Start of Material provided

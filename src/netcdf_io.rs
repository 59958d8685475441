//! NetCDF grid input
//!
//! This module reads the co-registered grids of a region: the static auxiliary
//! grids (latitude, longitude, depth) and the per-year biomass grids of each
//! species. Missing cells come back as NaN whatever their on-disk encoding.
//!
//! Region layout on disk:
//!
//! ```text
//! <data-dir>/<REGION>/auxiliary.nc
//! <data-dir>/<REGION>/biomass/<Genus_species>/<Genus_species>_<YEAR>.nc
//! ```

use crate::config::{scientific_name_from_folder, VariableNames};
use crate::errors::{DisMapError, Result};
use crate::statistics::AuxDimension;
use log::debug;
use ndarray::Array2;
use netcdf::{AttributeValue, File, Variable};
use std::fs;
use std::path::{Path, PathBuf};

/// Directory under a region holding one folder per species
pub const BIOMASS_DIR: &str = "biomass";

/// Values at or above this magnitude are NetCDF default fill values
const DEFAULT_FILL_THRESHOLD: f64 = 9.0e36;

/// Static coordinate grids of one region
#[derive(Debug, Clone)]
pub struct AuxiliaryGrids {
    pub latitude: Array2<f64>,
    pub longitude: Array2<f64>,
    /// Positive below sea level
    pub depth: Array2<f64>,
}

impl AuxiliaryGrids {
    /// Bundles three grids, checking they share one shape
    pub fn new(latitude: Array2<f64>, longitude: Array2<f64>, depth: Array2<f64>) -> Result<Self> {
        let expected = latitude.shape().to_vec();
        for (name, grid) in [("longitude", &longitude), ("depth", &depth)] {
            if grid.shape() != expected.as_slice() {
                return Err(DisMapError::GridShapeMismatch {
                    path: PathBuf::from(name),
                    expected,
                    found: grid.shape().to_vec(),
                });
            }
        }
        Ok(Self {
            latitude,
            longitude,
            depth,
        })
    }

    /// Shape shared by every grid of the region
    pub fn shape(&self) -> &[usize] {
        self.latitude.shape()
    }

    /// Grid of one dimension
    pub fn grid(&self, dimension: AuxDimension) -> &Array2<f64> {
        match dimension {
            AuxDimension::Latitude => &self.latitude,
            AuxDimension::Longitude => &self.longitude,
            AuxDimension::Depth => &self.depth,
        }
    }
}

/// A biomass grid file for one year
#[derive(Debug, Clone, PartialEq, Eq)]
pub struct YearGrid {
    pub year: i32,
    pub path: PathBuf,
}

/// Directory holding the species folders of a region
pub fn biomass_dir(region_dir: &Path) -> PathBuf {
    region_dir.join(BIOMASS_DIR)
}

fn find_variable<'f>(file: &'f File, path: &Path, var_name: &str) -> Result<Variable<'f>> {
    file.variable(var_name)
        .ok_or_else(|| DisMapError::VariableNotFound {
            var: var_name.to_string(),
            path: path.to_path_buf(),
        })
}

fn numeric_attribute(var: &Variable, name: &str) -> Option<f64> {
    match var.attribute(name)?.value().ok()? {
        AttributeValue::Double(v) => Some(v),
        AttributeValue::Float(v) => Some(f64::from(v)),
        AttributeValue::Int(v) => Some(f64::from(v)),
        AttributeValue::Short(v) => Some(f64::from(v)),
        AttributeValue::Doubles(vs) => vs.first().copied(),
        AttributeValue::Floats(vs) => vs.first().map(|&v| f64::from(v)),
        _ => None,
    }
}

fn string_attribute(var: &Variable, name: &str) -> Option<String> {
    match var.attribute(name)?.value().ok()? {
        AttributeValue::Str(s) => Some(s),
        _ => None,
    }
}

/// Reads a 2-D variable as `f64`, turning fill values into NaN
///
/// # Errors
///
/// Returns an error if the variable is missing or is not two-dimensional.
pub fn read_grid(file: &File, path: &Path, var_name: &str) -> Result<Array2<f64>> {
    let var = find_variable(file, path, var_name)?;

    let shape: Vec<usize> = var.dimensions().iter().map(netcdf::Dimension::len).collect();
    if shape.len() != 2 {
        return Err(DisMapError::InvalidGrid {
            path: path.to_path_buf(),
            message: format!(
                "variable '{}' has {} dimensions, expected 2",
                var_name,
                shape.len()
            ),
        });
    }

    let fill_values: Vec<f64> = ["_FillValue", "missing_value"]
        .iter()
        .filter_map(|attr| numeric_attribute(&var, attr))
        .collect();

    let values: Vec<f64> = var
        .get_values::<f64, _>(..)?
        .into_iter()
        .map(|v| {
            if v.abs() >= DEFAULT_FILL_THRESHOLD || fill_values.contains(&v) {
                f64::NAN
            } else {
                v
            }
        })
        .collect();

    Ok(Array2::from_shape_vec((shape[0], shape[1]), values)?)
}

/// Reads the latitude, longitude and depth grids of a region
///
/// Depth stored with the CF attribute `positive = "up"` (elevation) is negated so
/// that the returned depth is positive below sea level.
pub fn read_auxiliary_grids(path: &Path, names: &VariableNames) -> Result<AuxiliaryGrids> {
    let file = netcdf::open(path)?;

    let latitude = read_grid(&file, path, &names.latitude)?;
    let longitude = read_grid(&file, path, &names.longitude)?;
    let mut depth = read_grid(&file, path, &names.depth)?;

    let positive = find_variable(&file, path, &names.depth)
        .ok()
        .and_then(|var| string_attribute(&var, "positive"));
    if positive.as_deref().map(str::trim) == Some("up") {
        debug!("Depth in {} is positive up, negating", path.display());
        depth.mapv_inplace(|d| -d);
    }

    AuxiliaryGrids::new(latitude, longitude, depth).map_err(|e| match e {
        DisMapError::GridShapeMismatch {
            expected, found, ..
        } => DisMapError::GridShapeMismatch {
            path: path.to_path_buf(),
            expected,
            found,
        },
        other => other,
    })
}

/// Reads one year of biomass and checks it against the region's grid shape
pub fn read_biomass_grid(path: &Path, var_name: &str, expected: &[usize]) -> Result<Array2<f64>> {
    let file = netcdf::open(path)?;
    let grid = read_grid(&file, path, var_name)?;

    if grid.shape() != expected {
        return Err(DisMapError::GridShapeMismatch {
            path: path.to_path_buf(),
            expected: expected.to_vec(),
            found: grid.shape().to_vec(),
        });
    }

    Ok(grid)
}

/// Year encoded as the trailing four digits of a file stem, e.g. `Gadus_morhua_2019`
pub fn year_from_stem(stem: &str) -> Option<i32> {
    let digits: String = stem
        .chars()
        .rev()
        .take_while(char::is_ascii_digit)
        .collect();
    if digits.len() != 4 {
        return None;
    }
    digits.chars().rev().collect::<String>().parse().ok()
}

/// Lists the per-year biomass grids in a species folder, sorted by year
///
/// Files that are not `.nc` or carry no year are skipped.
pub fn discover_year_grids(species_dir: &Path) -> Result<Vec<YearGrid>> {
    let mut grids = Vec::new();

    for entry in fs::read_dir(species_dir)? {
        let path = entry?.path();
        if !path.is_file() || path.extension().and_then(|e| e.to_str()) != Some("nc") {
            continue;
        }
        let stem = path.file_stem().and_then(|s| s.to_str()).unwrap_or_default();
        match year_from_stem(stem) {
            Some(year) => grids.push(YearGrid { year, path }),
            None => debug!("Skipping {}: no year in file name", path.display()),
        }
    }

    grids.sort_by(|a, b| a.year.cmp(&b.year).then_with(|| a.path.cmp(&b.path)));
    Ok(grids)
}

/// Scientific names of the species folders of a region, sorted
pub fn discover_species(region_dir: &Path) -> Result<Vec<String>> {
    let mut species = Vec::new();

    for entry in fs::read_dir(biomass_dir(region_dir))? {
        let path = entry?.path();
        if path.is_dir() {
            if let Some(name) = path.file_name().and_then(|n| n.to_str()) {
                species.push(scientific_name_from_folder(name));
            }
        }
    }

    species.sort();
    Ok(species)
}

End of Material provided

Requirement:
What lines of the preceding data include the string "that"? Pull them out.

Response to the task:
/// that the returned depth is positive below sea level.
/// Files that are not `.nc` or carry no year are skipped.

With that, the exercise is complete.